Mr. Yoon started as a media-friendly president. He was the first South Korean leader to allow journalists to ask questions when he arrived for work in the morning. But that openness did not last long.
After the South Korean broadcaster MBC published what it called a hot-mic clip of the president using an expletive to describe American lawmakers last year, he adopted a more hostile stance. Two months later, the next time Mr. Yoon traveled overseas, he banned MBC reporters from his presidential plane. The organization’s “fake news” report, he said, was a “malicious” attempt to create a rift in the alliance with Washington.
He also stopped taking questions in the morning.
In South Korea, conservatives and their rivals have both been accused of cracking down on critical news reports when they are in power. When the liberal opposition was in office, it also called fake news “a public enemy” and tried to introduce legislation that would allow hefty financial penalties. The attempt foundered after conservatives pushed back, calling it a “dictatorial” effort to muzzle unfriendly news outlets.
Under Mr. Yoon, the two sides swapped stances. The difference is that the conservative government, rather than trying to introduce a new law, is resorting to an old weapon.
“The government and public figures used libel and slander laws, which broadly define and criminalize defamation, to restrict public discussion and harass, intimidate or censor private and media expression,” the U.S. State Department said in its annual human rights report on South Korea in March.
Convictions on defamation charges in South Korea, which are based on whether what was said was “in the public interest” and not on its veracity, can result in fines or up to seven years’ imprisonment.
Mr. Yoon’s office said it had to take legal action to prevent disinformation from spreading and being accepted as fact. But the government’s definition of fake news has raised questions about how to draw lines between disinformation and free speech.
The Foreign Ministry sued MBC after it refused to retract its hot-mic report. Since Mr. Yoon took office, the police have repeatedly raided the offices and homes of reporters and producers at The Tamsa, a YouTube channel that reported on corruption allegations involving Mr. Yoon, his wife, his mother-in-law (who is in prison for forgery) and his justice minister. And in September, prosecutors raided the office of JTBC, a cable channel that reported the same allegation against Mr. Yoon as Newstapa. The authorities have searched the homes or offices of four other journalists who reported similar claims before the election.
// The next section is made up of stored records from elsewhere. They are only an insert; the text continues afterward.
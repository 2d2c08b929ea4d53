//! Placement zones and texture targets.
//!
//! A zone is where a user places designs; a texture target is the material
//! region the 3D renderer maps a baked raster onto. Front and back share the
//! body texture, each sleeve owns its own.

use crate::error::CustomizerError;
use serde::{Deserialize, Serialize};
use std::fmt;
use std::str::FromStr;

/// Named placement region on the garment.
#[derive(Debug, Clone, Copy, PartialEq, Eq, Hash, PartialOrd, Ord, Serialize, Deserialize)]
#[serde(rename_all = "lowercase")]
pub enum Zone {
    Front,
    Back,
    Left,
    Right,
}

impl Zone {
    /// All zones, in session creation order.
    pub const ALL: [Zone; 4] = [Zone::Front, Zone::Back, Zone::Left, Zone::Right];

    /// Lowercase identifier used by the UI collaborator.
    pub fn as_str(&self) -> &'static str {
        match self {
            Self::Front => "front",
            Self::Back => "back",
            Self::Left => "left",
            Self::Right => "right",
        }
    }

    /// The texture target this zone bakes into.
    pub fn texture_target(&self) -> TextureTarget {
        match self {
            Self::Front | Self::Back => TextureTarget::Body,
            Self::Left => TextureTarget::LeftSleeve,
            Self::Right => TextureTarget::RightSleeve,
        }
    }
}

impl fmt::Display for Zone {
    fn fmt(&self, f: &mut fmt::Formatter<'_>) -> fmt::Result {
        f.write_str(self.as_str())
    }
}

impl FromStr for Zone {
    type Err = CustomizerError;

    fn from_str(s: &str) -> Result<Self, Self::Err> {
        match s.trim().to_ascii_lowercase().as_str() {
            "front" => Ok(Self::Front),
            "back" => Ok(Self::Back),
            "left" | "left_sleeve" => Ok(Self::Left),
            "right" | "right_sleeve" => Ok(Self::Right),
            _ => Err(CustomizerError::UnknownZone(s.to_string())),
        }
    }
}

/// Material region that receives a baked texture.
#[derive(Debug, Clone, Copy, PartialEq, Eq, Hash, PartialOrd, Ord, Serialize, Deserialize)]
#[serde(rename_all = "snake_case")]
pub enum TextureTarget {
    /// Shared body texture; front occupies one half, back the other.
    Body,
    LeftSleeve,
    RightSleeve,
}

impl TextureTarget {
    /// All targets, in bake order.
    pub const ALL: [TextureTarget; 3] = [
        TextureTarget::Body,
        TextureTarget::LeftSleeve,
        TextureTarget::RightSleeve,
    ];

    /// Name the renderer collaborator uses for this material region.
    pub fn name(&self) -> &'static str {
        match self {
            Self::Body => "body",
            Self::LeftSleeve => "left_sleeve",
            Self::RightSleeve => "right_sleeve",
        }
    }

    /// Zones whose designs are baked into this target, in draw order.
    pub fn zones(&self) -> &'static [Zone] {
        match self {
            Self::Body => &[Zone::Front, Zone::Back],
            Self::LeftSleeve => &[Zone::Left],
            Self::RightSleeve => &[Zone::Right],
        }
    }
}

impl fmt::Display for TextureTarget {
    fn fmt(&self, f: &mut fmt::Formatter<'_>) -> fmt::Result {
        f.write_str(self.name())
    }
}
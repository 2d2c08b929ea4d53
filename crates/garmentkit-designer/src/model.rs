//! Design element records and the values that flow in and out of them.

use crate::image_source::{ImageRef, ImageStatus};
use garmentkit_core::{CustomizerError, Point, Result, Zone};
use serde::{Deserialize, Serialize};
use std::fmt;

/// Stable element identifier. Assigned once, never reused within a session.
#[derive(Debug, Clone, Copy, PartialEq, Eq, Hash, PartialOrd, Ord, Serialize, Deserialize)]
pub struct DesignId(pub u64);

impl DesignId {
    pub fn raw(self) -> u64 {
        self.0
    }
}

impl fmt::Display for DesignId {
    fn fmt(&self, f: &mut fmt::Formatter<'_>) -> fmt::Result {
        write!(f, "{}", self.0)
    }
}

/// Cosmetic toggles read only by the texture baker.
#[derive(Debug, Clone, Copy, PartialEq, Eq, Default, Serialize, Deserialize)]
pub struct ProcessingFlags {
    /// Sample the source with a higher quality filter.
    pub supersample: bool,
    /// Multiply the design into the fabric color instead of painting over it.
    pub fabric_blend: bool,
    /// Overlay a soft-light pass that lets fabric shading show through.
    pub shading: bool,
}

/// One placed image inside one zone.
///
/// Elements are only ever handed out by shared reference; every change goes
/// through [`crate::DesignStore::update`], which re-establishes placement
/// invariants afterwards.
#[derive(Debug, Clone)]
pub struct DesignElement {
    pub id: DesignId,
    pub name: String,
    pub image: ImageRef,
    pub zone: Zone,
    /// Center in the UV space of the zone's texture target.
    pub position: Point,
    pub scale: f64,
    /// Degrees in `[0, 360)`.
    pub rotation: f64,
    /// Percent in `[0, 100]`.
    pub opacity: u8,
    pub natural_width: u32,
    pub natural_height: u32,
    /// Half of the rendered extent in UV units, kept in sync with `scale`.
    pub half_extent: (f64, f64),
    pub flags: ProcessingFlags,
}

impl DesignElement {
    /// True when drawing this element requires alpha compositing.
    pub fn needs_alpha(&self) -> bool {
        self.opacity < 100 || self.flags.shading
    }

    /// Whether `uv` falls inside the element's rotated rectangle.
    pub fn contains(&self, uv: Point) -> bool {
        let (hu, hv) = self.half_extent;
        let dx = uv.x - self.position.x;
        let dy = uv.y - self.position.y;
        let (sin, cos) = (-self.rotation.to_radians()).sin_cos();
        let local_x = dx * cos - dy * sin;
        let local_y = dx * sin + dy * cos;
        local_x.abs() <= hu && local_y.abs() <= hv
    }
}

/// A partial update; `None` fields are left untouched.
#[derive(Debug, Clone, Default, PartialEq)]
pub struct ElementChanges {
    pub name: Option<String>,
    pub position: Option<Point>,
    pub scale: Option<f64>,
    pub rotation: Option<f64>,
    pub opacity: Option<u8>,
    pub flags: Option<ProcessingFlags>,
}

impl ElementChanges {
    pub fn position(p: Point) -> Self {
        Self {
            position: Some(p),
            ..Default::default()
        }
    }

    pub fn scale(scale: f64) -> Self {
        Self {
            scale: Some(scale),
            ..Default::default()
        }
    }

    pub fn rotation(degrees: f64) -> Self {
        Self {
            rotation: Some(degrees),
            ..Default::default()
        }
    }

    pub fn opacity(percent: u8) -> Self {
        Self {
            opacity: Some(percent),
            ..Default::default()
        }
    }

    pub fn is_empty(&self) -> bool {
        *self == Self::default()
    }

    /// True when the change can alter the element's rendered size.
    pub fn affects_extent(&self) -> bool {
        self.scale.is_some()
    }
}

/// A single discrete edit coming from a property panel.
#[derive(Debug, Clone, PartialEq)]
pub enum ElementProperty {
    Name(String),
    Scale(f64),
    Rotation(f64),
    Opacity(u8),
    PositionU(f64),
    PositionV(f64),
    Supersample(bool),
    FabricBlend(bool),
    Shading(bool),
}

impl ElementProperty {
    /// Parses a `(name, value)` pair as delivered by a form control.
    ///
    /// Numeric values outside their range are accepted and clamped later by
    /// the store; only values that are not numbers at all are rejected.
    pub fn parse(name: &str, value: &str) -> Result<Self> {
        let value = value.trim();
        match name.trim().to_ascii_lowercase().as_str() {
            "name" => Ok(Self::Name(value.to_string())),
            "scale" | "size" => number(name, value).map(Self::Scale),
            "rotation" | "angle" => number(name, value).map(Self::Rotation),
            "opacity" => {
                let percent = number(name, value)?.round().clamp(0.0, 100.0);
                Ok(Self::Opacity(percent as u8))
            }
            "x" | "u" => number(name, value).map(Self::PositionU),
            "y" | "v" => number(name, value).map(Self::PositionV),
            "supersample" => flag(name, value).map(Self::Supersample),
            "fabric_blend" | "blend" => flag(name, value).map(Self::FabricBlend),
            "shading" => flag(name, value).map(Self::Shading),
            _ => Err(CustomizerError::UnknownProperty(name.to_string())),
        }
    }

    /// Turns the edit into a partial update against the element's current state.
    pub fn to_changes(&self, current: &DesignElement) -> ElementChanges {
        let mut changes = ElementChanges::default();
        match self {
            Self::Name(name) => changes.name = Some(name.clone()),
            Self::Scale(s) => changes.scale = Some(*s),
            Self::Rotation(r) => changes.rotation = Some(*r),
            Self::Opacity(o) => changes.opacity = Some(*o),
            Self::PositionU(u) => changes.position = Some(Point::new(*u, current.position.y)),
            Self::PositionV(v) => changes.position = Some(Point::new(current.position.x, *v)),
            Self::Supersample(on) => {
                changes.flags = Some(ProcessingFlags {
                    supersample: *on,
                    ..current.flags
                })
            }
            Self::FabricBlend(on) => {
                changes.flags = Some(ProcessingFlags {
                    fabric_blend: *on,
                    ..current.flags
                })
            }
            Self::Shading(on) => {
                changes.flags = Some(ProcessingFlags {
                    shading: *on,
                    ..current.flags
                })
            }
        }
        changes
    }
}

fn number(property: &str, value: &str) -> Result<f64> {
    match value.parse::<f64>() {
        Ok(n) if n.is_finite() => Ok(n),
        _ => Err(CustomizerError::InvalidPropertyValue {
            property: property.to_string(),
            reason: format!("'{value}' is not a finite number"),
        }),
    }
}

fn flag(property: &str, value: &str) -> Result<bool> {
    match value.to_ascii_lowercase().as_str() {
        "true" | "1" | "on" | "yes" => Ok(true),
        "false" | "0" | "off" | "no" => Ok(false),
        _ => Err(CustomizerError::InvalidPropertyValue {
            property: property.to_string(),
            reason: format!("'{value}' is not a boolean"),
        }),
    }
}

/// Row shown in an element list view.
#[derive(Debug, Clone)]
pub struct ElementSummary {
    pub id: DesignId,
    pub name: String,
    pub thumbnail: ImageRef,
    pub image_status: ImageStatus,
    pub opacity: u8,
    pub selected: bool,
}

/// Panel-space projection of one element for the lightweight preview.
#[derive(Debug, Clone, PartialEq)]
pub struct PreviewItem {
    pub id: DesignId,
    /// Center in panel pixels.
    pub center: Point,
    pub width: f64,
    pub height: f64,
    pub rotation: f64,
    pub opacity: u8,
    pub selected: bool,
}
South Koreans, distrustful of traditional media, have increasingly migrated to YouTube and other online sources for news. These platforms wielded huge influence during the last presidential election, spreading openly partisan views.
“The so-called new media outlets are more aggressive in gathering and distributing facts on key issues of the moment than traditional media,” said Ahn Soo-chan, a journalism professor at Semyung University. “And political power becomes more aggressive in trying to control them.”